| Prompt |
Begin at the top of the records and copy each line exactly. The line containing "use crate::model::supplier_order::SupplierOrderId;" is the last one to include.

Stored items
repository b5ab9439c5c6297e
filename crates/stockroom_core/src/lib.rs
//! Core domain logic for the stockroom inventory backend.
//! This crate is the single source of truth for validation and
//! referential-integrity rules.

pub mod db;
pub mod dto;
pub mod logging;
pub mod model;
pub mod repo;
pub mod service;
pub mod validator;

pub use dto::{ArticleDto, CategoryDto, SupplierDto, SupplierOrderDto};
pub use logging::{default_log_level, init_logging, logging_status};
pub use model::article::{Article, ArticleId};
pub use model::category::{Category, CategoryId};
pub use model::supplier::{Supplier, SupplierId};
pub use model::supplier_order::{SupplierOrder, SupplierOrderId};
pub use repo::{
    ArticleRepository, CategoryRepository, RepoError, RepoResult, Repository,
    SqliteArticleRepository, SqliteCategoryRepository, SqliteSupplierOrderRepository,
    SqliteSupplierRepository, SupplierOrderRepository, SupplierRepository,
};
pub use service::{
    ArticleService, CategoryService, ErrorCode, ServiceError, ServiceResult, SupplierOrderService,
    SupplierService,
};

/// Returns the core crate version.
pub fn core_version() -> &'static str {
    env!("CARGO_PKG_VERSION")
}

#[cfg(test)]
mod tests {
    use super::core_version;

    #[test]
    fn version_is_not_empty() {
        assert!(!core_version().is_empty());
    }
}
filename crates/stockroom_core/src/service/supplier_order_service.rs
//! Supplier order use-case service.
//!
//! # Responsibility
//! - Validate order candidates and verify the referenced supplier exists
//!   before persisting.
//!
//! # Invariants
//! - An order is never saved against a supplier id with no supplier row.

use crate::dto::SupplierOrderDto;
use crate::model::supplier::SupplierId;
use crate::model::supplier_order::SupplierOrderId;
use crate::repo::{Repository, SupplierOrderRepository, SupplierRepository};
use crate::service::error::{require_id, ErrorCode, ServiceError, ServiceResult};
use crate::validator::validate_supplier_order;
use log::error;

/// Supplier order service facade over order and supplier repositories.
pub struct SupplierOrderService<O: SupplierOrderRepository, S: SupplierRepository> {
    orders: O,
    suppliers: S,
}

impl<O: SupplierOrderRepository, S: SupplierRepository> SupplierOrderService<O, S> {
    /// Creates a service using the provided repository implementations.
    pub fn new(orders: O, suppliers: S) -> Self {
        Self { orders, suppliers }
    }

    /// Validates and upserts one order.
    ///
    /// Fails with `SUPPLIER_NOT_FOUND` when the referenced supplier does
    /// not exist.
    pub fn save(&self, candidate: &SupplierOrderDto) -> ServiceResult<SupplierOrderDto> {
        let errors = validate_supplier_order(candidate);
        if !errors.is_empty() {
            error!(
                "event=supplier_order_save module=service status=rejected error_code=supplier_order_not_valid errors={}",
                errors.len()
            );
            return Err(ServiceError::InvalidEntity {
                code: ErrorCode::SupplierOrderNotValid,
                errors,
            });
        }

        if self.suppliers.find_by_id(candidate.supplier_id)?.is_none() {
            error!(
                "event=supplier_order_save module=service status=rejected error_code=supplier_not_found supplier_id={}",
                candidate.supplier_id
            );
            return Err(ServiceError::NotFound {
                code: ErrorCode::SupplierNotFound,
                message: format!(
                    "no supplier with id {} was found for this order",
                    candidate.supplier_id
                ),
            });
        }

        let saved = self.orders.save(&candidate.to_entity())?;
        Ok(SupplierOrderDto::from_entity(&saved))
    }

    /// Looks up one order by id.
    pub fn find_by_id(&self, id: Option<SupplierOrderId>) -> ServiceResult<SupplierOrderDto> {
        let id = require_id(id, "supplier order")?;
        match self.orders.find_by_id(id)? {
            Some(entity) => Ok(SupplierOrderDto::from_entity(&entity)),
            None => Err(ServiceError::NotFound {
                code: ErrorCode::SupplierOrderNotFound,
                message: format!("no supplier order with id {id} was found"),
            }),
        }
    }

    /// Returns all orders in insertion order.
    pub fn find_all(&self) -> ServiceResult<Vec<SupplierOrderDto>> {
        let orders = self.orders.find_all()?;
        Ok(orders.iter().map(SupplierOrderDto::from_entity).collect())
    }

    /// Returns all orders referencing one supplier, in insertion order.
    pub fn find_all_by_supplier_id(
        &self,
        supplier_id: SupplierId,
    ) -> ServiceResult<Vec<SupplierOrderDto>> {
        let orders = self.orders.find_all_by_supplier_id(supplier_id)?;
        Ok(orders.iter().map(SupplierOrderDto::from_entity).collect())
    }

    /// Deletes one order by id.
    pub fn delete(&self, id: Option<SupplierOrderId>) -> ServiceResult<()> {
        let id = require_id(id, "supplier order")?;
        self.orders.delete_by_id(id)?;
        Ok(())
    }
}
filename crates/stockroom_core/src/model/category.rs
//! Category entity.

/// Store-assigned category identity.
pub type CategoryId = i64;

/// Persisted category record. Articles reference it by id.
#[derive(Debug, Clone, PartialEq, Eq)]
pub struct Category {
    /// `None` until the store assigns an id on first save.
    pub id: Option<CategoryId>,
    /// Unique business code.
    pub code: String,
    pub label: String,
}

impl Category {
    /// Creates an unpersisted category.
    pub fn new(code: impl Into<String>, label: impl Into<String>) -> Self {
        Self {
            id: None,
            code: code.into(),
            label: label.into(),
        }
    }
}
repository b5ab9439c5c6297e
//! Article wire shape and entity mapping.

use crate::model::article::{Article, ArticleId};
use crate::model::category::CategoryId;
use serde::{Deserialize, Serialize};

/// Wire-facing article representation.
#[derive(Debug, Clone, Default, PartialEq, Eq, Serialize, Deserialize)]
pub struct ArticleDto {
    /// Absent on create; filled with the store-assigned id on return.
    pub id: Option<ArticleId>,
    /// Unique business code.
    pub code: String,
    pub label: String,
    pub unit_price_cents: i64,
    pub category_id: CategoryId,
}

impl ArticleDto {
    /// Maps a persisted entity to its wire shape.
    pub fn from_entity(entity: &Article) -> Self {
        Self {
            id: entity.id,
            code: entity.code.clone(),
            label: entity.label.clone(),
            unit_price_cents: entity.unit_price_cents,
            category_id: entity.category_id,
        }
    }

    /// Maps this wire shape to the persisted entity form.
    pub fn to_entity(&self) -> Article {
        Article {
            id: self.id,
            code: self.code.clone(),
            label: self.label.clone(),
            unit_price_cents: self.unit_price_cents,
            category_id: self.category_id,
        }
    }
}

#[cfg(test)]
mod tests {
    use super::ArticleDto;

    #[test]
    fn entity_mapping_roundtrip_preserves_business_fields() {
        let dto = ArticleDto {
            id: None,
            code: "ART-0042".to_string(),
            label: "M8 hex bolt".to_string(),
            unit_price_cents: 35,
            category_id: 2,
        };

        let roundtripped = ArticleDto::from_entity(&dto.to_entity());
        assert_eq!(roundtripped, dto);
    }
}
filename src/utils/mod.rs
pub mod normalizer;
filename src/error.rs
//! Errors raised by the vector space engine.

/// Every fallible operation of the crate returns this error.
/// A failure never leaves a built `VectorSpace` in a different state.
#[derive(Debug, thiserror::Error)]
pub enum VsmError {
    /// A query term produced by normalization is not part of the vocabulary.
    #[error("unknown term `{term}`: not present in the vocabulary")]
    UnknownTerm { term: String },

    /// The corpus frequency of a dimension is zero, so `log10(K / freq)` is undefined.
    #[error("zero corpus frequency for dimension {dimension}")]
    ZeroFrequency { dimension: usize },

    /// Two vectors of different length were compared.
    #[error("dimension mismatch: {left} != {right}")]
    DimensionMismatch { left: usize, right: usize },

    /// A document position outside the corpus was requested.
    #[error("document {id} out of range (corpus holds {len} documents)")]
    DocumentOutOfRange { id: usize, len: usize },

    #[error("corpus too large: {actual} documents exceeds the limit of {limit}")]
    CorpusTooLarge { limit: usize, actual: usize },

    #[error("vocabulary too large: {actual} terms exceeds the limit of {limit}")]
    VocabularyTooLarge { limit: usize, actual: usize },

    #[error("invalid configuration: {0}")]
    Config(String),

    #[error("I/O error: {0}")]
    Io(#[from] std::io::Error),

    #[error("config decode error: {0}")]
    Json(#[from] serde_json::Error),
}

pub type Result<T> = std::result::Result<T, VsmError>;
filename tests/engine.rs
//! End-to-end tests of the vector space engine.

use vector_space_model::{
    DefaultNormalizer, EngineConfig, Hits, ScoringMode, UnknownTermPolicy, VectorSpace, VsmError,
};

const EPS: f64 = 1e-9;

fn pets() -> VectorSpace {
    VectorSpace::new(&[
        "The cat in the hat disabled",
        "A cat is a fine pet ponies.",
        "Dogs and cats make good pets.",
        "I haven't got a hat.",
    ])
    .unwrap()
}

#[test]
fn cat_sat_vocabulary_and_vector() {
    let vs: VectorSpace = VectorSpace::build(
        &["the cat sat", "the dog sat"],
        DefaultNormalizer::with_stopwords(&["the"]),
        EngineConfig::default(),
    )
    .unwrap();
    let terms: Vec<_> = vs.vocabulary().terms().collect();
    assert_eq!(terms, vec!["cat", "sat", "dog"]);
    assert_eq!(vs.documents()[0], vec![1, 1, 0]);
    assert_eq!(vs.query_vector(&["the cat sat"]).unwrap(), vec![1, 1, 0]);
}

#[test]
fn english_corpus_rankings() {
    let vs = pets();
    let cos = vs.tf_cosine(&["cat"]).unwrap();
    assert_eq!(cos.len(), 4);
    // "cat" occurs in documents 0 and 1 only ("cats" is a different term)
    assert!(cos[0] > 0.0 && cos[1] > 0.0);
    assert_eq!(cos[2], 0.0);
    assert_eq!(cos[3], 0.0);

    let mut hits = Hits::from_scores(["d0", "d1", "d2", "d3"], &vs.tf_euclidean(&["hat"]).unwrap());
    hits.rank(ScoringMode::TfEuclidean).top_k(1);
    // "I haven't got a hat." reduces to [haven, t, got, hat]: farther than
    // [hat, disabled, cat], so document 0 wins
    assert_eq!(hits.list[0].0, "d0");
}

#[test]
fn all_modes_return_one_score_per_document() {
    let vs = pets();
    for mode in ScoringMode::ALL {
        let scores = vs.score(mode, &["cat", "hat"]).unwrap();
        assert_eq!(scores.len(), vs.len(), "{:?}", mode);
        assert!(scores.iter().all(|s| s.is_finite()));
    }
}

#[test]
fn idf_modes_are_repeatable() {
    let vs = pets();
    let first = vs.idf_cosine(&["cat"]).unwrap();
    let _ = vs.idf_euclidean(&["pet", "hat"]).unwrap();
    let _ = vs.feedback_cosine(&["dogs"]).unwrap();
    assert_eq!(vs.idf_cosine(&["cat"]).unwrap(), first);
}

#[test]
fn feedback_on_exact_document_match() {
    let vs = pets();
    let query = ["Dogs and cats make good pets."];
    let r = vs.feedback(&query).unwrap();
    assert_eq!(r.top_document, 2);
    let best = r.scores.iter().cloned().fold(f64::NEG_INFINITY, f64::max);
    assert_eq!(r.scores[2], best);
    assert!(r.scores[2] >= r.initial[2] - EPS);
    assert_eq!(vs.feedback_cosine(&query).unwrap(), r.scores);
}

#[test]
fn feedback_weight_comes_from_config() {
    let config = EngineConfig { feedback_weight: 2.0, ..Default::default() };
    let vs = VectorSpace::with_config(&["cat dog", "dog bird"], config).unwrap();
    let r = vs.feedback(&["cat"]).unwrap();
    assert_eq!(r.top_document, 0);
    assert_eq!(r.refined_query, vec![3.0, 2.0, 0.0]);
}

#[test]
fn unknown_terms_policies() {
    let vs = pets();
    assert!(matches!(
        vs.idf_cosine(&["cat", "unicorn"]),
        Err(VsmError::UnknownTerm { term }) if term == "unicorn"
    ));

    let config = EngineConfig { unknown_terms: UnknownTermPolicy::Drop, ..Default::default() };
    let vs = VectorSpace::with_config(&["cat dog", "dog bird"], config).unwrap();
    assert_eq!(
        vs.tf_cosine(&["cat", "unicorn"]).unwrap(),
        vs.tf_cosine(&["cat"]).unwrap()
    );
}

#[test]
fn config_loaded_from_json_file() {
    let path = std::env::temp_dir().join(format!("vsm-config-{}.json", std::process::id()));
    std::fs::write(&path, r#"{ "idf_scale": 100.0, "unknown_terms": "drop" }"#).unwrap();
    let config = EngineConfig::from_json_file(&path).unwrap();
    std::fs::remove_file(&path).unwrap();
    assert_eq!(config.idf_scale, 100.0);
    assert_eq!(config.unknown_terms, UnknownTermPolicy::Drop);

    let vs = VectorSpace::with_config(&["cat dog", "dog"], config).unwrap();
    let m = vs.weighted_matrix().unwrap();
    assert!((m.idf[0] - 2.0).abs() < EPS);
    assert!((m.idf[1] - 50f64.log10()).abs() < EPS);

    assert!(matches!(
        EngineConfig::from_json_file("/nonexistent/vsm.json"),
        Err(VsmError::Io(_))
    ));
}

#[test]
fn invalid_config_fails_build() {
    let config = EngineConfig { idf_scale: -1.0, ..Default::default() };
    assert!(matches!(
        VectorSpace::with_config(&["cat"], config),
        Err(VsmError::Config(_))
    ));
}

| Task solution |
repository b5ab9439c5c6297e
filename crates/stockroom_core/src/lib.rs
//! Core domain logic for the stockroom inventory backend.
//! This crate is the single source of truth for validation and
//! referential-integrity rules.

pub mod db;
pub mod dto;
pub mod logging;
pub mod model;
pub mod repo;
pub mod service;
pub mod validator;

pub use dto::{ArticleDto, CategoryDto, SupplierDto, SupplierOrderDto};
pub use logging::{default_log_level, init_logging, logging_status};
pub use model::article::{Article, ArticleId};
pub use model::category::{Category, CategoryId};
pub use model::supplier::{Supplier, SupplierId};
pub use model::supplier_order::{SupplierOrder, SupplierOrderId};
pub use repo::{
    ArticleRepository, CategoryRepository, RepoError, RepoResult, Repository,
    SqliteArticleRepository, SqliteCategoryRepository, SqliteSupplierOrderRepository,
    SqliteSupplierRepository, SupplierOrderRepository, SupplierRepository,
};
pub use service::{
    ArticleService, CategoryService, ErrorCode, ServiceError, ServiceResult, SupplierOrderService,
    SupplierService,
};

/// Returns the core crate version.
pub fn core_version() -> &'static str {
    env!("CARGO_PKG_VERSION")
}

#[cfg(test)]
mod tests {
    use super::core_version;

    #[test]
    fn version_is_not_empty() {
        assert!(!core_version().is_empty());
    }
}
filename crates/stockroom_core/src/service/supplier_order_service.rs
//! Supplier order use-case service.
//!
//! # Responsibility
//! - Validate order candidates and verify the referenced supplier exists
//!   before persisting.
//!
//! # Invariants
//! - An order is never saved against a supplier id with no supplier row.

use crate::dto::SupplierOrderDto;
use crate::model::supplier::SupplierId;
use crate::model::supplier_order::SupplierOrderId;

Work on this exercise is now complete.